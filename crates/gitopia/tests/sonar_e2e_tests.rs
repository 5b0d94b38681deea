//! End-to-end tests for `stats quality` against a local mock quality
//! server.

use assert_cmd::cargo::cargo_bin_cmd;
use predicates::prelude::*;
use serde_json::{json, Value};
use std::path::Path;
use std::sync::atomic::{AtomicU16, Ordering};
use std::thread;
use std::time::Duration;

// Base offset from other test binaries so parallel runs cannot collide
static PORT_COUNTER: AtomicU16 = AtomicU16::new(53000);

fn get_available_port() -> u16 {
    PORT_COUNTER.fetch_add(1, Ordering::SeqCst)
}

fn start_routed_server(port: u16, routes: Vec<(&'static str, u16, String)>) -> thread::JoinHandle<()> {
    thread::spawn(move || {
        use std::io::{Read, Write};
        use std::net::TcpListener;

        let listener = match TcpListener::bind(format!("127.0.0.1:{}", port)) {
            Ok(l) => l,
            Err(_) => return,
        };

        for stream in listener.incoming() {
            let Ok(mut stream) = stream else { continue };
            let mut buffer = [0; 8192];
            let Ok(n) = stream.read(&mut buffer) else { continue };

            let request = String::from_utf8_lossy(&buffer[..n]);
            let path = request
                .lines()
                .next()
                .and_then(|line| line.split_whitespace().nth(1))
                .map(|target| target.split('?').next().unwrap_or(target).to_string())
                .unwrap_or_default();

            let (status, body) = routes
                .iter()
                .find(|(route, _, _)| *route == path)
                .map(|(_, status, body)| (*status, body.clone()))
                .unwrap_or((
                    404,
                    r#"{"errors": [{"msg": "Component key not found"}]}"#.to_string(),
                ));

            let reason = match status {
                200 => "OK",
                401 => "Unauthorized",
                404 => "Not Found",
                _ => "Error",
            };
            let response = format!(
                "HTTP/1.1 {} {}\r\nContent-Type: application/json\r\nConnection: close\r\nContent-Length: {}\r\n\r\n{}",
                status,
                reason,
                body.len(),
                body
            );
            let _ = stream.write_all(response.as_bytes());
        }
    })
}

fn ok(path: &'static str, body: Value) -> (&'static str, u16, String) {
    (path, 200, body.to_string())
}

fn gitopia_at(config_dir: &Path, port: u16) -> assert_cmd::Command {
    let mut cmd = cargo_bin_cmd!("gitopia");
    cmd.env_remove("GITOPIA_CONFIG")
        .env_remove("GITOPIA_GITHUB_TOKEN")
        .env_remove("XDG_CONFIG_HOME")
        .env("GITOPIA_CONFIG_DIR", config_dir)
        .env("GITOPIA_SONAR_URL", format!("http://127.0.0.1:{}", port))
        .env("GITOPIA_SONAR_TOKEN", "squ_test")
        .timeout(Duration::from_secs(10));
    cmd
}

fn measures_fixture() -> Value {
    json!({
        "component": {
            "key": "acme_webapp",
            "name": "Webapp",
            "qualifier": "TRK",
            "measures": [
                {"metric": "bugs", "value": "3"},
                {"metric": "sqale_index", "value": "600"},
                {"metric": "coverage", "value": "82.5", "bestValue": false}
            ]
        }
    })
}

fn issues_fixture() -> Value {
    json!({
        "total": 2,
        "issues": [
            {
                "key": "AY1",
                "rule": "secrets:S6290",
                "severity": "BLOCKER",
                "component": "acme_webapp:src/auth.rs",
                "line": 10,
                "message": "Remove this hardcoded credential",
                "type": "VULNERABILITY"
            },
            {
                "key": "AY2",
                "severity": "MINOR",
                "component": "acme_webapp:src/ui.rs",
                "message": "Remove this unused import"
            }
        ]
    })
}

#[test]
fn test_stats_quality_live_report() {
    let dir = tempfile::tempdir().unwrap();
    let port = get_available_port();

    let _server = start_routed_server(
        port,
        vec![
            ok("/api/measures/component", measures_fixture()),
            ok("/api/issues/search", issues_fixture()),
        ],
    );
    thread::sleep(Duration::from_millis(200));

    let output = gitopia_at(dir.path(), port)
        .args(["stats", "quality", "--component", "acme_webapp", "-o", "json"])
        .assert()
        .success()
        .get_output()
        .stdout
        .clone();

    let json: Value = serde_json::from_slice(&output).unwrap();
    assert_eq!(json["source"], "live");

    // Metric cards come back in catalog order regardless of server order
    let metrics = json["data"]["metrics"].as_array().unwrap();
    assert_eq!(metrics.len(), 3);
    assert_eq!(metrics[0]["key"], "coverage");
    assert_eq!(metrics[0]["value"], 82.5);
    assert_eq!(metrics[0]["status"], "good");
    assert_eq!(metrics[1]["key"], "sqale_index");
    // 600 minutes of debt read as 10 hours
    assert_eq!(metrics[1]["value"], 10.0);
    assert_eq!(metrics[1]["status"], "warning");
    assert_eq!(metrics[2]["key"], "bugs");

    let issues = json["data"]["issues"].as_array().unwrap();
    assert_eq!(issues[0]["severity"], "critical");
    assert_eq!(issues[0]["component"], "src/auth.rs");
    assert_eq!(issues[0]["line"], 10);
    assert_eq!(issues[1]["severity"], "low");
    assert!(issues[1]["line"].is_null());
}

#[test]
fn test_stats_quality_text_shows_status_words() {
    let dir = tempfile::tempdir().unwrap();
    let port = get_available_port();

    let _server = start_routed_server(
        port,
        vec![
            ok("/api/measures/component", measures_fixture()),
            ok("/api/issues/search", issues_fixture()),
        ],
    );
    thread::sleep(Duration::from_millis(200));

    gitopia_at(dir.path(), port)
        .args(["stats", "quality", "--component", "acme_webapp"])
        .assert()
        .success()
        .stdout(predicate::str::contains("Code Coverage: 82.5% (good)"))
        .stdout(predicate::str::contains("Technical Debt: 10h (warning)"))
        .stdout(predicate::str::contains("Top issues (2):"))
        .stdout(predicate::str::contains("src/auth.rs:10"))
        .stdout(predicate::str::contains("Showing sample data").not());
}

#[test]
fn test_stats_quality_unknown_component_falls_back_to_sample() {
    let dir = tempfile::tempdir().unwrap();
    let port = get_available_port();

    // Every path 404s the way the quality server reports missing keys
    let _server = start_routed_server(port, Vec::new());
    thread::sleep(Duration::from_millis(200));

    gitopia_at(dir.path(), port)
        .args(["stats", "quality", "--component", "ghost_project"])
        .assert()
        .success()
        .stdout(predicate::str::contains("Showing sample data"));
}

→ **Task**:
Report how many lines in the material contain "Showing". Write the number and stop.

→ **Exercise answer**:
2